The latest plans for the Obama Presidential Library in Woodlawn call for a performance lawn, playground, and winter sledding hill — but that’ll come with a price. In order to create the space, the project calls for the controversial closing of Cornell Drive between 57th and 67th Streets, which was included in the original plans.

The six-lane Cornell Drive that cuts through Jackson Park is a commonly used commuter road. Drivers use it to cut between South Lake Shore Drive and the Chicago Skyway.
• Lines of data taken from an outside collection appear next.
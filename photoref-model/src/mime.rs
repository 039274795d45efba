//! Image MIME types and base64 signature sniffing.

use serde::{Deserialize, Serialize};
use std::fmt;

/// Image formats recognised from the leading characters of a base64 payload.
#[derive(
    Debug, Clone, Copy, PartialEq, Eq, Hash, Default, Serialize, Deserialize,
)]
#[serde(into = "String", try_from = "String")]
pub enum ImageMime {
    #[default]
    Jpeg,
    Png,
    Gif,
    Webp,
    Bmp,
}

impl ImageMime {
    pub const fn as_str(self) -> &'static str {
        match self {
            ImageMime::Jpeg => "image/jpeg",
            ImageMime::Png => "image/png",
            ImageMime::Gif => "image/gif",
            ImageMime::Webp => "image/webp",
            ImageMime::Bmp => "image/bmp",
        }
    }

    /// Parse a declared label such as `IMAGE/PNG`. Unknown labels yield `None`.
    pub fn from_label(label: &str) -> Option<Self> {
        let label = label.trim().to_ascii_lowercase();
        match label.as_str() {
            "image/jpeg" | "image/jpg" | "image/pjpeg" => Some(ImageMime::Jpeg),
            "image/png" => Some(ImageMime::Png),
            "image/gif" => Some(ImageMime::Gif),
            "image/webp" => Some(ImageMime::Webp),
            "image/bmp" | "image/x-ms-bmp" => Some(ImageMime::Bmp),
            _ => None,
        }
    }
}

impl fmt::Display for ImageMime {
    fn fmt(&self, f: &mut fmt::Formatter<'_>) -> fmt::Result {
        f.write_str(self.as_str())
    }
}

impl From<ImageMime> for String {
    fn from(mime: ImageMime) -> Self {
        mime.as_str().to_string()
    }
}

impl TryFrom<String> for ImageMime {
    type Error = String;

    fn try_from(value: String) -> Result<Self, Self::Error> {
        ImageMime::from_label(&value)
            .ok_or_else(|| format!("unsupported image mime: {value}"))
    }
}

/// One row of the sniffing table.
///
/// `marker`, when set, must additionally appear within the first
/// [`MARKER_WINDOW`] characters of the payload.
#[derive(Debug, Clone, Copy, PartialEq, Eq)]
pub struct Base64Signature {
    pub prefix: &'static str,
    pub marker: Option<&'static str>,
    pub mime: ImageMime,
}

impl Base64Signature {
    const fn new(prefix: &'static str, mime: ImageMime) -> Self {
        Self {
            prefix,
            marker: None,
            mime,
        }
    }

    const fn with_marker(
        prefix: &'static str,
        marker: &'static str,
        mime: ImageMime,
    ) -> Self {
        Self {
            prefix,
            marker: Some(marker),
            mime,
        }
    }

    fn matches(&self, payload: &str) -> bool {
        if !payload.starts_with(self.prefix) {
            return false;
        }
        match self.marker {
            Some(marker) => leading_window(payload).contains(marker),
            None => true,
        }
    }
}

/// Number of leading characters searched for a signature marker.
pub const MARKER_WINDOW: usize = 64;

/// Known signatures, evaluated in order. New formats are appended here.
pub static BASE64_SIGNATURES: &[Base64Signature] = &[
    Base64Signature::new("/9j/", ImageMime::Jpeg),
    Base64Signature::new("iVBORw0KGgo", ImageMime::Png),
    Base64Signature::new("R0lGODdh", ImageMime::Gif),
    Base64Signature::new("R0lGODlh", ImageMime::Gif),
    // RIFF container carrying a WEBP chunk
    Base64Signature::with_marker("UklGR", "V0VCUA", ImageMime::Webp),
    Base64Signature::new("Qk", ImageMime::Bmp),
];

/// Infer the image type of a base64 payload (without any `data:` prefix).
pub fn sniff_base64(payload: &str) -> Option<ImageMime> {
    let payload = payload.trim();
    if payload.is_empty() {
        return None;
    }
    BASE64_SIGNATURES
        .iter()
        .find(|signature| signature.matches(payload))
        .map(|signature| signature.mime)
}

fn leading_window(payload: &str) -> &str {
    match payload.char_indices().nth(MARKER_WINDOW) {
        Some((idx, _)) => &payload[..idx],
        None => payload,
    }
}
Plan Courtesy of The Obama Foundation

The project’s landscape architect, New York-based Michael Van Valkenburgh — the same firm behind Maggie Daley Park and The 606 — says studies so far indicate that synchronizing traffic lights on surrounding streets would minimize the impact for commuters. Referring to one of Jackson Park’s original designers, Frederick Law Olmsted, Van Valkenburg told the Chicago Tribune that eliminating the multi-lane highway will restore the “severed” west side of the park, “making the transition seamless between the presidential center and the rest of the park."

The vision behind the closing down of Cornell Drive is to “create a South Side version of the sylvan Museum Campus that unites the Field Museum, the Shedd Aquarium, and the Adler Planetarium.” The Obama Foundation and the Chicago Department of Transportation will have a series of community meetings to discuss landscape design, traffic concerns, and other proposed plans.